L'armée suisse devrait revoir d'urgence ses finances, selon un audit interne de l'organe d'inspection du ministère de la Défense. Bien que le processus de recrutement — qui évalue les conscrits pour des rôles allant du grenadier de montagne à la protection civile ou à un rejet pur et simple — fonctionne raisonnablement bien, les coûts ont sonné l'alarme.
Ces dernières années, environ 35 000 conscrits ont été évalués chaque année pour un coût total d'environ 37,5 millions de francs. Cela représente une dépense financière d'environ 1 100 francs par personne, a calculé le rapport d'audit — une somme considérable.
L'audit a révélé que les coûts ne sont clairement pas une priorité. Les différents acteurs impliqués ne sont conscients des dépenses que dans leurs propres domaines de responsabilité. L'organe d'audit a écrit que les ressources requises sont la plupart du temps considérées comme acquises par les responsables. Lorsque des dépassements de coûts se produisent, l'état-major de l'armée tente de les compenser.

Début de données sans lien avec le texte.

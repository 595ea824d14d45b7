//! Schema creation and forward-compatible migration, grounded directly on
//! `lib/database.py`'s `_migrate_database`: create the tables if absent,
//! then inspect `PRAGMA table_info` and `ALTER TABLE ADD COLUMN` in any
//! column that a newer binary expects but an older database lacks. Columns
//! are never dropped or renamed, so rolling a master back to an older
//! binary against a newer database still works.

use sqlx::SqlitePool;
use sqlx::Row;

use crate::error::Result;

const CREATE_FILES: &str = r#"
CREATE TABLE IF NOT EXISTS files (
    id                      INTEGER PRIMARY KEY AUTOINCREMENT,
    path                    TEXT NOT NULL UNIQUE,
    directory               TEXT NOT NULL,
    filename                TEXT NOT NULL,
    size_bytes              INTEGER NOT NULL,
    status                  TEXT NOT NULL DEFAULT 'pending',
    codec                   TEXT,
    bitrate                 INTEGER,
    resolution              TEXT,
    bitdepth                INTEGER,
    hdr                     TEXT,
    hdr_dynamic             INTEGER NOT NULL DEFAULT 0,
    color_transfer          TEXT,
    color_space             TEXT,
    audio_codec             TEXT,
    audio_channels          INTEGER,
    audio_bitrate           INTEGER,
    target_crf              INTEGER,
    target_opus_bitrate     INTEGER,
    progress_percent        REAL NOT NULL DEFAULT 0,
    assigned_worker_id      TEXT,
    started_at              TEXT,
    completed_at            TEXT,
    processing_speed_fps    REAL,
    time_remaining_seconds  INTEGER,
    output_size_bytes       INTEGER,
    savings_bytes           INTEGER,
    savings_percent         REAL,
    error_message           TEXT,
    retry_count             INTEGER NOT NULL DEFAULT 0,
    priority                INTEGER NOT NULL DEFAULT 0,
    preferred_worker_id     TEXT,
    created_at              TEXT NOT NULL,
    updated_at              TEXT NOT NULL
)
"#;

const CREATE_FILES_STATUS_IDX: &str = "CREATE INDEX IF NOT EXISTS idx_files_status ON files(status)";
const CREATE_FILES_PATH_IDX: &str = "CREATE INDEX IF NOT EXISTS idx_files_path ON files(path)";

/// Columns a newer binary may expect that an older `files` table lacks,
/// paired with the `ALTER TABLE` fragment to add them. New fields belong
/// here, appended at the end — never edit `CREATE_FILES` alone once a
/// database has shipped with a prior shape.
const EXPECTED_COLUMNS: &[(&str, &str)] = &[
    ("priority", "ALTER TABLE files ADD COLUMN priority INTEGER NOT NULL DEFAULT 0"),
    (
        "preferred_worker_id",
        "ALTER TABLE files ADD COLUMN preferred_worker_id TEXT",
    ),
    (
        "hdr_dynamic",
        "ALTER TABLE files ADD COLUMN hdr_dynamic INTEGER NOT NULL DEFAULT 0",
    ),
];

pub async fn init(pool: &SqlitePool) -> Result<()> {
    sqlx::query(CREATE_FILES).execute(pool).await?;
    sqlx::query(CREATE_FILES_STATUS_IDX).execute(pool).await?;
    sqlx::query(CREATE_FILES_PATH_IDX).execute(pool).await?;
    migrate(pool).await?;
    Ok(())
}

async fn migrate(pool: &SqlitePool) -> Result<()> {
    let rows = sqlx::query("PRAGMA table_info(files)").fetch_all(pool).await?;
    let existing: Vec<String> = rows.iter().map(|r| r.get::<String, _>("name")).collect();

    for (column, alter) in EXPECTED_COLUMNS {
        if !existing.iter().any(|c| c == column) {
            sqlx::query(alter).execute(pool).await?;
        }
    }
    Ok(())
}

Compte tenu des efforts de réduction budgétaire du gouvernement fédéral et des investissements prévus dans l'armée, l'audit a conclu qu'il est essentiel de savoir où et comment les fonds fédéraux peuvent être déployés le plus efficacement et le plus efficiemment. Le rapport recommande la mise en œuvre d'une surveillance financière complète pour le processus de recrutement.
Les auditeurs ont identifié un risque central: une forte dépendance à l'égard de médecins contractuels coûteux en raison des difficultés à recruter du personnel médical permanent. Cette dépendance affecte à la fois la stabilité des coûts et la sécurité opérationnelle.
L'audit a montré que les examens médicaux ne peuvent pas être assurés de manière fiable par les seuls médecins militaires. Même aujourd'hui, les pénuries occasionnelles de personnel médical entraînent des temps d'attente et des retards dans le processus de recrutement, en particulier dans les régions périphériques. Pour couvrir la capacité nécessaire, l'armée complète son personnel avec des médecins contractuels. Bien que l'audit reconnaisse qu'il s'agit d'une solution efficace à court terme, elle est coûteuse et comporte le risque d'une dépendance accrue.
L'été dernier, la Commission de gestion du Conseil national avait déjà soulevé des préoccupations. Elle avait noté que les directives du Conseil fédéral exigeant que les évaluations d'aptitude soient toujours effectuées par au moins deux médecins n'étaient pas suivies. De plus, les médecins impliqués doivent être membres des forces armées ou employés par l'armée.
L'audit interne a jugé la situation partiellement critique. Le risque existe que les départs ne puissent être remplacés à temps, ce qui pourrait entraver l'ensemble du processus de recrutement, car sa réalisation dépend entièrement de l'évaluation par le personnel médical spécialisé.
L'armée est consciente du problème. Les mesures précédentes visant à accroître l'attractivité des postes permanents ont été infructueuses. Depuis cette année, l'armée cible spécifiquement les réintégrés, les travailleurs à temps partiel et les médecins militaires pour augmenter le nombre de personnel permanent et réduire la dépendance à l'égard des médecins contractuels. Si le projet pilote s'avère concluant, il sera poursuivi et progressivement étendu à tous les sites. Ce n'est qu'alors, a suggéré l'audit, que les coûts de recrutement devraient à nouveau baisser.